KNH services grind to a halt as 5,000 workers strike

KNH services grind to a halt as 5,000 workers strike

What you need to know:

  • Families were forced to pick up their relatives from the Nairobi facility due to lack of services as unions commenced the strike.
  • The workers are demanding implementation of resolutions from the State Corporation Advisory Committee that was passed in 2012, which upgraded the hospital’s parastatal status from 3C to 7A.

Services at the Kenyatta National Hospital (KNH) ground to a halt on Monday after about 5,000 workers went on strike over delayed disbursement of improved salaries and allowances, which total Sh601 million.

Families were forced to pick up their relatives from the Nairobi facility due to lack of services as unions began the strike.

They are the Kenya Union of Domestic, Hotels, Educational Institutions and Hospital Workers (Kudheiha), the Kenya National Union of Nurses (KNUN) and the Kenya Medical Practitioners, Pharmacists and Dentists Union (KMPDU).

The workers are demanding implementation of resolutions from the State Corporation Advisory Committee that were passed in 2012, which upgraded the hospital’s parastatal status from 3C to 7A.

Following re-categorisation of the facility, all staff working at KNH were supposed to get enhanced pay but this did not happen, causing some of them to strike late last year.

SRC’s position

The Salaries and Remuneration Commission (SRC) said the formula is not a basis for demanding a pay review as it is not fiscally sustainable and will cause distortions in the sector’s salary structure.

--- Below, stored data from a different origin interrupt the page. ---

use std::{collections::HashSet, str::FromStr};

use anyhow::*;
use rust_decimal::Decimal;
use serde_json::Value;

const NUMBER_ESCAPE_CHAR: &[char] = &['元', '%', ',', ' ', '"', '\n'];

/// Parses a decimal value from a given string.
///
/// The input may carry thousands separators, a percent sign or a currency unit;
/// those and any `escape_chars` are removed before parsing.
///
/// # Arguments
///
/// * `s`: A string slice such as `"1,234.56"` or `"3.25%"`.
/// * `escape_chars`: Optional characters to be escaped from the input string.
///
/// # Example
///
/// ```
/// let s = "1,234.56";
/// let decimal_value = parse_decimal(s, None).unwrap();
/// ```
pub fn parse_decimal(s: &str, escape_chars: Option<Vec<char>>) -> Result<Decimal> {
    let cleaned = clean_escape_chars(s, escape_chars);
    Decimal::from_str(&cleaned)
        .map_err(|why| anyhow!("Failed to parse '{}' as Decimal because {:?}", cleaned, why))
}

/// 把 JSON 欄位轉成 `Decimal`，銀行回傳的額度有時是數字、有時是字串
pub fn decimal_from_json(value: &Value) -> Result<Decimal> {
    match value {
        Value::Number(n) => parse_decimal(&n.to_string(), None),
        Value::String(s) => parse_decimal(s, None),
        other => Err(anyhow!("Expected a number or a string but got {}", other)),
    }
}

/// Removes a set of escape characters from a given string.
///
/// # Example
///
/// ```
/// let s = "1,000,000元";
/// let clean_s = clean_escape_chars(s, None);
/// assert_eq!(clean_s, "1000000");
/// ```
pub(crate) fn clean_escape_chars(s: &str, escape_chars: Option<Vec<char>>) -> String {
    let mut combined: Vec<char> = NUMBER_ESCAPE_CHAR.to_vec();
    if let Some(ec) = escape_chars {
        combined.extend(ec);
    }

    let filters = combined.iter().collect::<HashSet<_>>();
    s.chars().filter(|c| !filters.contains(c)).collect()
}

#[cfg(test)]
mod tests {
    use rust_decimal_macros::dec;
    use serde_json::json;

    // 注意這個慣用法：在 tests 模組中，從外部範疇匯入所有名字。
    use super::*;

    #[test]
    fn test_parse_decimal() {
        assert_eq!(parse_decimal("1,234.56", None).unwrap(), dec!(1234.56));
        assert_eq!(parse_decimal("3.25%", None).unwrap(), dec!(3.25));
        assert_eq!(parse_decimal(" 1000000元", None).unwrap(), dec!(1000000));
        assert_eq!(
            parse_decimal("(4.10)", Some(vec!['(', ')'])).unwrap(),
            dec!(4.10)
        );
        assert!(parse_decimal("N/A", None).is_err());
    }

    #[test]
    fn test_decimal_from_json() {
        assert_eq!(decimal_from_json(&json!(1000000)).unwrap(), dec!(1000000));
        assert_eq!(decimal_from_json(&json!(12.5)).unwrap(), dec!(12.5));
        assert_eq!(
            decimal_from_json(&json!("98,765,432.10")).unwrap(),
            dec!(98765432.10)
        );
        assert!(decimal_from_json(&json!(null)).is_err());
        assert!(decimal_from_json(&json!([1])).is_err());
    }

    #[test]
    fn test_clean_escape_chars() {
        let result = clean_escape_chars("台積電% 元 ,", Some(vec!['元', '%', ',']));
        assert_eq!(result, "台積電");
    }
}
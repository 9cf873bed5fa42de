//! Calendar arithmetic over reference instants.
//!
//! An [`Instant`] is a wall-clock `NaiveDateTime`. Every function here takes
//! the instant by value and returns a new one; nothing is adjusted in place,
//! so one reference "now" can be handed to any number of rules without one
//! of them shifting it for the others.
//!
//! Functions return `None` when the result falls outside the range chrono
//! can represent.

use chrono::{Datelike, Duration, Months, NaiveDate, NaiveDateTime, Timelike, Weekday};

/// A point in wall-clock time. Carries whatever zone the caller read it in.
pub type Instant = NaiveDateTime;

// ── Configurable week start ─────────────────────────────────────────────────

/// Which day begins a week for week-based keyword ranges.
#[derive(Debug, Clone, Copy, PartialEq, Eq, Default)]
pub enum WeekStartDay {
    /// ISO 8601 standard (Monday = day 0 of the week).
    #[default]
    Monday,
    /// US/Canada convention (Sunday = day 0 of the week).
    Sunday,
}

/// How many days `weekday` is from the week-start day.
fn days_from_week_start(weekday: Weekday, week_start: WeekStartDay) -> i64 {
    match week_start {
        WeekStartDay::Monday => weekday.num_days_from_monday() as i64,
        WeekStartDay::Sunday => weekday.num_days_from_sunday() as i64,
    }
}

// ── Units ───────────────────────────────────────────────────────────────────

/// A calendar unit that keyword phrases count in.
#[derive(Debug, Clone, Copy, PartialEq, Eq, Hash)]
pub enum Unit {
    Day,
    Week,
    Month,
    Year,
}

impl Unit {
    /// Parse a singular or plural unit word ("day", "weeks", ...).
    pub fn from_word(s: &str) -> Option<Self> {
        match s {
            "day" | "days" => Some(Unit::Day),
            "week" | "weeks" => Some(Unit::Week),
            "month" | "months" => Some(Unit::Month),
            "year" | "years" => Some(Unit::Year),
            _ => None,
        }
    }
}

// ── Boundaries ──────────────────────────────────────────────────────────────

/// First instant (00:00:00) of the `unit` containing `instant`.
pub fn start_of(instant: Instant, unit: Unit, ws: WeekStartDay) -> Option<Instant> {
    let date = instant.date();
    let first = match unit {
        Unit::Day => date,
        Unit::Week => {
            let days_since_start = days_from_week_start(date.weekday(), ws);
            date.checked_sub_signed(Duration::days(days_since_start))?
        }
        Unit::Month => NaiveDate::from_ymd_opt(date.year(), date.month(), 1)?,
        Unit::Year => NaiveDate::from_ymd_opt(date.year(), 1, 1)?,
    };
    first.and_hms_opt(0, 0, 0)
}

/// Last second (23:59:59) of the `unit` containing `instant`.
pub fn end_of(instant: Instant, unit: Unit, ws: WeekStartDay) -> Option<Instant> {
    let date = instant.date();
    let last = match unit {
        Unit::Day => date,
        Unit::Week => {
            let days_until_end = 6 - days_from_week_start(date.weekday(), ws);
            date.checked_add_signed(Duration::days(days_until_end))?
        }
        Unit::Month => last_day_of_month(date.year(), date.month())?,
        Unit::Year => NaiveDate::from_ymd_opt(date.year(), 12, 31)?,
    };
    last.and_hms_opt(23, 59, 59)
}

fn last_day_of_month(year: i32, month: u32) -> Option<NaiveDate> {
    let (y, m) = if month == 12 {
        (year + 1, 1)
    } else {
        (year, month + 1)
    };
    NaiveDate::from_ymd_opt(y, m, 1)?.pred_opt()
}

// ── Arithmetic ──────────────────────────────────────────────────────────────

/// Go back `n` units from `instant`.
///
/// Month and year steps clamp to the last valid day (Mar 31 minus one month
/// is Feb 28/29), keeping the time of day.
pub fn subtract(instant: Instant, n: u32, unit: Unit) -> Option<Instant> {
    match unit {
        Unit::Day => instant.checked_sub_signed(Duration::try_days(i64::from(n))?),
        Unit::Week => instant.checked_sub_signed(Duration::try_weeks(i64::from(n))?),
        Unit::Month => instant.checked_sub_months(Months::new(n)),
        Unit::Year => instant.checked_sub_months(Months::new(n.checked_mul(12)?)),
    }
}

/// Set the hour and minute of `instant`, keeping its date and seconds.
///
/// Values past 23 hours or 59 minutes roll forward instead of being
/// rejected: hour 25 lands at 01:00 on the following day.
pub fn at_clock_time(instant: Instant, hour: u32, minute: u32) -> Option<Instant> {
    let midnight = instant.date().and_hms_opt(0, 0, 0)?;
    let sub_minute = Duration::seconds(i64::from(instant.second()))
        + Duration::nanoseconds(i64::from(instant.nanosecond()));
    midnight
        .checked_add_signed(Duration::try_hours(i64::from(hour))?)?
        .checked_add_signed(Duration::try_minutes(i64::from(minute))?)?
        .checked_add_signed(sub_minute)
}

// ── Tests ───────────────────────────────────────────────────────────────────
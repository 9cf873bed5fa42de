//! Reference clock: the "now" every relative range is anchored to.
//!
//! A [`Clock`] is read once per extraction, and the resulting [`Instant`] is
//! passed by value to every rule of that extraction.

use chrono::{DateTime, Local, NaiveDateTime, Utc};
use chrono_tz::Tz;

use crate::calendar::Instant;
use crate::error::RangeError;

/// Where a parser takes its reference instant from.
#[derive(Debug, Clone, Copy, PartialEq, Eq, Default)]
pub enum Clock {
    /// The system clock in the local timezone, read at each extraction.
    #[default]
    System,
    /// The system clock read in an IANA timezone, at each extraction.
    Zoned(Tz),
    /// A fixed instant, for deterministic results.
    Fixed(Instant),
}

impl Clock {
    /// A clock pinned to `now`.
    pub fn fixed(now: Instant) -> Self {
        Clock::Fixed(now)
    }

    /// A system clock read in the named IANA timezone (e.g. `"Europe/Berlin"`).
    ///
    /// # Errors
    ///
    /// Returns [`RangeError::InvalidTimezone`] if the name is not a known IANA timezone.
    pub fn in_timezone(name: &str) -> Result<Self, RangeError> {
        parse_timezone(name).map(Clock::Zoned)
    }

    /// The current reference instant.
    pub fn now(&self) -> Instant {
        match self {
            Clock::System => Local::now().naive_local(),
            Clock::Zoned(tz) => Utc::now().with_timezone(tz).naive_local(),
            Clock::Fixed(now) => *now,
        }
    }
}

/// Parse a reference datetime.
///
/// Accepts `YYYY-MM-DD HH:MM[:SS]`, `YYYY-MM-DDTHH:MM[:SS]`, or RFC 3339.
/// An RFC 3339 value keeps its own wall-clock time; the offset is dropped.
///
/// # Errors
///
/// Returns [`RangeError::InvalidDatetime`] if none of the formats match.
pub fn parse_instant(s: &str) -> Result<Instant, RangeError> {
    let s = s.trim();
    if let Ok(dt) = DateTime::parse_from_rfc3339(s) {
        return Ok(dt.naive_local());
    }
    const FORMATS: [&str; 4] = [
        "%Y-%m-%d %H:%M:%S",
        "%Y-%m-%d %H:%M",
        "%Y-%m-%dT%H:%M:%S",
        "%Y-%m-%dT%H:%M",
    ];
    FORMATS
        .iter()
        .find_map(|fmt| NaiveDateTime::parse_from_str(s, fmt).ok())
        .ok_or_else(|| RangeError::InvalidDatetime(format!("'{}'", s)))
}

/// Parse an IANA timezone string into `Tz`.
fn parse_timezone(s: &str) -> Result<Tz, RangeError> {
    s.parse::<Tz>()
        .map_err(|_| RangeError::InvalidTimezone(format!("'{}'", s)))
}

The SRC wants the KNH to retain the current remuneration structure as it awaits job evaluation for the remuneration review cycle of financial years 2021/22 to 2014/25.

KNUN Secretary-General Seth Panyako said, however, that they are not interested in the job evaluation and want their salaries adjusted as Parliament gave its approval.

“We want the SRC to write to the CEO, giving authorisation for payment, because we know the money is there. We will not go back to work until we get the money,” he said.

KMPDU’s acting Secretary-General, Chibanzi Mwachonda, said the SRC is the only obstacle and is frustrating health workers in the public sector.

KNH's promise

The hospital’s CEO, in a letter to the SRC on Monday, said KNH will put in place mechanisms to ensure payment of the Sh601 million budgeted for the 2020/21 financial year in the October payroll.

In a letter dated February 12, 2013, to then Finance Principal Secretary, KNH detailed the breakdown of the salaries from the CEO to the lowest Job Group K16/17.

The lowest basic salary for the hospital CEO was set at Sh400,000 while the maximum was capped at Sh560,000. The house allowance was to be between Sh60,000 and Sh80,000.

While the CEO’s basic salary was settled at Sh400,000, that of the lowest worker was set at Sh17,535.